Capable de battre le PSG à deux reprises, sans concéder de but, le Stade Rennais a néanmoins butté face au top 8 de Ligue 1 : zéro pointé contre Lens, un point face à l’OM, trois contre Monaco, un face à Lille, trois contre Lyon et trois contre Clermont, soit 17 points au total sur 42 possibles… Il a aussi connu des ratés où la manière laissa fortement à désirer à Reims, Clermont, Lorient, Toulouse, Nice et Montpellier. Sur le volet de l’amertume, impossible d’omettre l’aventure européenne, parsemée ici et là d’un vrai goût d’inachevé, avec les deux remontadas subies face à Fenerbahçe et surtout, l’élimination en barrages face au Shahktar Donetsk, ensuite balayé par Feyenoord en huitièmes de finale (7-1) tout en ayant proposé d’excellents passage à l’image de la première mi-temps de rêve proposée en Turquie face au Fener.
Le trio Cloarec -Maurice-Genesio a rempli son objectif de qualification européenne en renforçant un peu plus encore l’identité de l’équipe.
Souffler le chaud et le froid, voici ce à quoi les amoureux du Stade Rennais ont été habitués cette saison. Comme après un triste nul à Auxerre où Bruno Genesio lui-même eut des mots durs pour réveiller ses joueurs ou à Montpellier, dans un match perdu en supériorité numérique… A contrario, une très grande fierté, légitime, était ressentie après les victoires face à Paris ou Monaco, lors de l’avant-dernière journée dans un match à enjeu maximal ou lors des victoires dans les derbies remportés face à Nantes et Brest, avec l’importance que l’on sait pour le dernier disputé à Françis Le Blé.

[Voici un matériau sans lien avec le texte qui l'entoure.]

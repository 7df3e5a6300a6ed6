#![cfg(target_os = "linux")]

use std::cell::Cell;
use std::io::{Read, Write};
use std::net::TcpStream;
use std::rc::Rc;
use std::thread;

use mooring::{
    Accepted, Direction, ErrorCode, FatalError, Ipv4Address, Operation, QueueError, Server, Socket,
};

fn init_logging() {
    let _ = env_logger::builder().is_test(true).try_init();
}

/// A server with one listening socket on an ephemeral port.
fn listening_server() -> (Server, Socket, u16) {
    let mut server = Server::create().unwrap();
    server.bind_sockets(4);
    let listener = server.create_socket(0).unwrap();
    let port = listener.local_addr().unwrap().port();
    assert_ne!(port, 0);
    (server, listener, port)
}

fn connect(port: u16) -> TcpStream {
    TcpStream::connect(("127.0.0.1", port)).unwrap()
}

#[test]
fn echoes_bytes_end_to_end() {
    init_logging();
    let (mut server, listener, port) = listening_server();

    server
        .create_acceptor(
            listener,
            |server: &mut Server,
             error: ErrorCode,
             conn: &mut Accepted,
             address: Ipv4Address| {
                assert_eq!(error, ErrorCode::Ok);
                assert_eq!(address.octets(), [127, 0, 0, 1]);
                assert_ne!(address.port(), 0);
                let socket = conn.claim().expect("first claim yields the connection");
                let dock = server.create_dock(socket).unwrap();
                server
                    .queue_read(
                        dock,
                        vec![0u8; 64],
                        move |server: &mut Server,
                              error: ErrorCode,
                              operation: Operation,
                              bytes: u32| {
                            assert_eq!(error, ErrorCode::Ok);
                            assert_eq!(operation.direction(), Direction::Read);
                            assert_eq!(operation.dock(), dock);
                            let mut reply = operation.into_buffer();
                            reply.truncate(bytes as usize);
                            assert_eq!(reply, b"ping");
                            server
                                .queue_write(
                                    dock,
                                    reply,
                                    |_server: &mut Server,
                                     error: ErrorCode,
                                     operation: Operation,
                                     bytes: u32| {
                                        assert_eq!(error, ErrorCode::Ok);
                                        assert_eq!(operation.direction(), Direction::Write);
                                        assert_eq!(bytes, 4);
                                        false
                                    },
                                )
                                .unwrap();
                            true
                        },
                    )
                    .unwrap();
                true
            },
        )
        .unwrap();

    let client = thread::spawn(move || {
        let mut stream = connect(port);
        stream.write_all(b"ping").unwrap();
        let mut echoed = [0u8; 4];
        stream.read_exact(&mut echoed).unwrap();
        echoed
    });

    server.run().unwrap();
    assert_eq!(&client.join().unwrap(), b"ping");
    server.destroy().unwrap();
}

#[test]
fn unclaimed_connections_are_closed() {
    init_logging();
    let (mut server, listener, port) = listening_server();

    server
        .create_acceptor(
            listener,
            |_server: &mut Server,
             error: ErrorCode,
             _conn: &mut Accepted,
             _address: Ipv4Address| {
                assert_eq!(error, ErrorCode::Ok);
                // Leave the connection to the runtime and stop the loop.
                false
            },
        )
        .unwrap();

    let client = thread::spawn(move || {
        let mut stream = connect(port);
        let mut buffer = [0u8; 1];
        // The runtime closes the unclaimed connection, so the peer observes
        // an orderly shutdown or a reset, never data.
        match stream.read(&mut buffer) {
            Ok(0) | Err(_) => {}
            Ok(n) => panic!("received {n} unexpected bytes"),
        }
    });

    server.run().unwrap();
    client.join().unwrap();
}

#[test]
fn acceptor_rearms_between_connections() {
    init_logging();
    let (mut server, listener, port) = listening_server();
    let accepted = Rc::new(Cell::new(0u32));
    let seen = accepted.clone();

    server
        .create_acceptor(
            listener,
            move |_server: &mut Server,
                  error: ErrorCode,
                  _conn: &mut Accepted,
                  _address: Ipv4Address| {
                assert_eq!(error, ErrorCode::Ok);
                seen.set(seen.get() + 1);
                seen.get() < 2
            },
        )
        .unwrap();

    let client = thread::spawn(move || {
        let first = connect(port);
        let second = connect(port);
        drop(first);
        drop(second);
    });

    server.run().unwrap();
    client.join().unwrap();
    assert_eq!(accepted.get(), 2);
}

#[test]
fn slots_are_exclusive_per_direction_and_independent_across() {
    init_logging();
    let (mut server, listener, port) = listening_server();
    let completions = Rc::new(Cell::new(0u32));
    let observed = completions.clone();

    server
        .create_acceptor(
            listener,
            move |server: &mut Server,
                  error: ErrorCode,
                  conn: &mut Accepted,
                  _address: Ipv4Address| {
                assert_eq!(error, ErrorCode::Ok);
                let socket = conn.claim().unwrap();
                let dock = server.create_dock(socket).unwrap();

                let on_read = {
                    let completions = observed.clone();
                    move |server: &mut Server,
                          error: ErrorCode,
                          operation: Operation,
                          bytes: u32| {
                        assert_eq!(error, ErrorCode::Ok);
                        let mut received = operation.into_buffer();
                        received.truncate(bytes as usize);
                        assert_eq!(received, b"ping");
                        // The slot is free again from inside the callback.
                        assert!(!server.operation_active(dock, Direction::Read));
                        completions.set(completions.get() + 1);
                        completions.get() < 2
                    }
                };
                server.queue_read(dock, vec![0u8; 32], on_read).unwrap();

                // The read slot is taken; a second read is rejected without
                // disturbing the one in flight.
                match server.queue_read(dock, vec![0u8; 8], |_, _, _, _| true) {
                    Err(QueueError::SlotBusy {
                        direction: Direction::Read,
                        buffer,
                    }) => assert_eq!(buffer.len(), 8),
                    other => panic!("expected a busy rejection, got {other:?}"),
                }
                assert!(server.operation_active(dock, Direction::Read));
                assert!(!server.operation_active(dock, Direction::Write));

                // The write slot is independent of the read slot.
                let on_write = {
                    let completions = observed.clone();
                    move |_server: &mut Server,
                          error: ErrorCode,
                          _operation: Operation,
                          bytes: u32| {
                        assert_eq!(error, ErrorCode::Ok);
                        assert_eq!(bytes, 5);
                        completions.set(completions.get() + 1);
                        completions.get() < 2
                    }
                };
                server
                    .queue_write(dock, b"hello".to_vec(), on_write)
                    .unwrap();
                assert!(server.operation_active(dock, Direction::Write));
                true
            },
        )
        .unwrap();

    let client = thread::spawn(move || {
        let mut stream = connect(port);
        stream.write_all(b"ping").unwrap();
        let mut greeting = [0u8; 5];
        stream.read_exact(&mut greeting).unwrap();
        assert_eq!(&greeting, b"hello");
    });

    server.run().unwrap();
    client.join().unwrap();
    assert_eq!(completions.get(), 2);
}

#[cfg(target_pointer_width = "64")]
#[test]
fn oversized_buffers_are_rejected_before_the_os() {
    init_logging();
    let (mut server, listener, port) = listening_server();

    server
        .create_acceptor(
            listener,
            |server: &mut Server,
             error: ErrorCode,
             conn: &mut Accepted,
             _address: Ipv4Address| {
                assert_eq!(error, ErrorCode::Ok);
                let socket = conn.claim().unwrap();
                let dock = server.create_dock(socket).unwrap();

                // One byte past the limit; the zeroed pages are never
                // touched, so the allocation stays uncommitted.
                let huge = vec![0u8; i32::MAX as usize + 1];
                match server.queue_read(dock, huge, |_, _, _, _| true) {
                    Err(QueueError::BufferTooLarge { len, buffer }) => {
                        assert_eq!(len, i32::MAX as usize + 1);
                        assert_eq!(buffer.len(), len);
                    }
                    other => panic!("expected a size rejection, got {other:?}"),
                }
                assert!(!server.operation_active(dock, Direction::Read));
                false
            },
        )
        .unwrap();

    let client = thread::spawn(move || {
        let _stream = connect(port);
    });

    server.run().unwrap();
    client.join().unwrap();
}

#[test]
fn destroyed_docks_go_stale() {
    init_logging();
    let (mut server, listener, port) = listening_server();

    server
        .create_acceptor(
            listener,
            |server: &mut Server,
             error: ErrorCode,
             conn: &mut Accepted,
             _address: Ipv4Address| {
                assert_eq!(error, ErrorCode::Ok);
                let socket = conn.claim().unwrap();
                let dock = server.create_dock(socket).unwrap();
                server.destroy_dock(dock).unwrap();

                match server.queue_read(dock, vec![0u8; 4], |_, _, _, _| true) {
                    Err(QueueError::StaleDock { buffer }) => assert_eq!(buffer.len(), 4),
                    other => panic!("expected a stale rejection, got {other:?}"),
                }
                assert!(!server.operation_active(dock, Direction::Read));
                false
            },
        )
        .unwrap();

    let client = thread::spawn(move || {
        let _stream = connect(port);
    });

    server.run().unwrap();
    client.join().unwrap();
}

#[test]
fn capacity_is_enforced() {
    init_logging();
    let mut server = Server::create().unwrap();
    server.bind_sockets(0);
    let listener = server.create_socket(0).unwrap();
    let result = server.create_acceptor(
        listener,
        |_: &mut Server, _: ErrorCode, _: &mut Accepted, _: Ipv4Address| true,
    );
    match result {
        Err(FatalError::Capacity { capacity: 0 }) => {}
        other => panic!("expected a capacity rejection, got {other:?}"),
    }
}

#[test]
fn layout_queries_report_real_storage() {
    assert_eq!(Server::size(), std::mem::size_of::<Server>());
    assert_eq!(Server::alignment(), std::mem::align_of::<Server>());
    assert!(Server::alignment().is_power_of_two());
    assert_eq!(Socket::size(), std::mem::size_of::<Socket>());
    assert_eq!(Socket::alignment(), std::mem::align_of::<Socket>());
    assert!(Socket::alignment().is_power_of_two());
    assert!(Server::acceptor_size() > 0);
    assert!(Server::dock_size() > 0);
}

Les émotions, positives comme négatives, sont le moteur même de la passion qui lie un supporter, un suiveur, à son club. Elles n’ont pas manqué, grâce notamment au jeu proposé par Bruno Genesio, l’homme qui ne faisait pas ou très peu de matchs nuls, qui aime marquer un but de plus que l’adversaire. Une philosophie gagnante, même si parfois un peu perdue en route lors des passages à trois axiaux, qui continue de convaincre et qui doit perdurer, au-delà d’une quelconque période sans points, comme tous les clubs en connaissent. Pour avoir su rester droit et uni quand le bateau tanguait sur le terrain des résultats, le trio Cloarec -Maurice-Genesio a rempli son objectif de qualification européenne en renforçant un peu plus encore l’identité de l’équipe et en validant sa politique sportive orientée sur un alliage expérience-jeunesse. Celui-ci a ses avantages, comme l’explosion de gros potentiels comme Jérémy Doku, Adrient Truffert, Warmed Omari, Désiré Doué, Lorenz Assignon ou Jeanuel Belocian pour ne citer qu’eux, assurant la pérennité financière du club à court et moyen termes. Il a aussi ses limites, avec parfois, un manque de vécu qui ne s’achète pas dans les moments clés où le Stade Rennais aurait sans doute pu mieux se sortir d’affaire avec un poids des années plus élevé, comme le concéda à plusieurs reprises Bruno Genesio. Si ce bémol est un prix à payer pour vivre chaque année pareille saison, gageons que la communauté « Rouge et Noir » signera sans problème pour les mêmes émotions la saison prochaine, avec si possible, une petite épopée européenne ou en coupe de France pour ajouter la touche de frisson supplémentaire. Oui, l’exigence est désormais partie intégrante d’un club installé à la table des grands du championnat.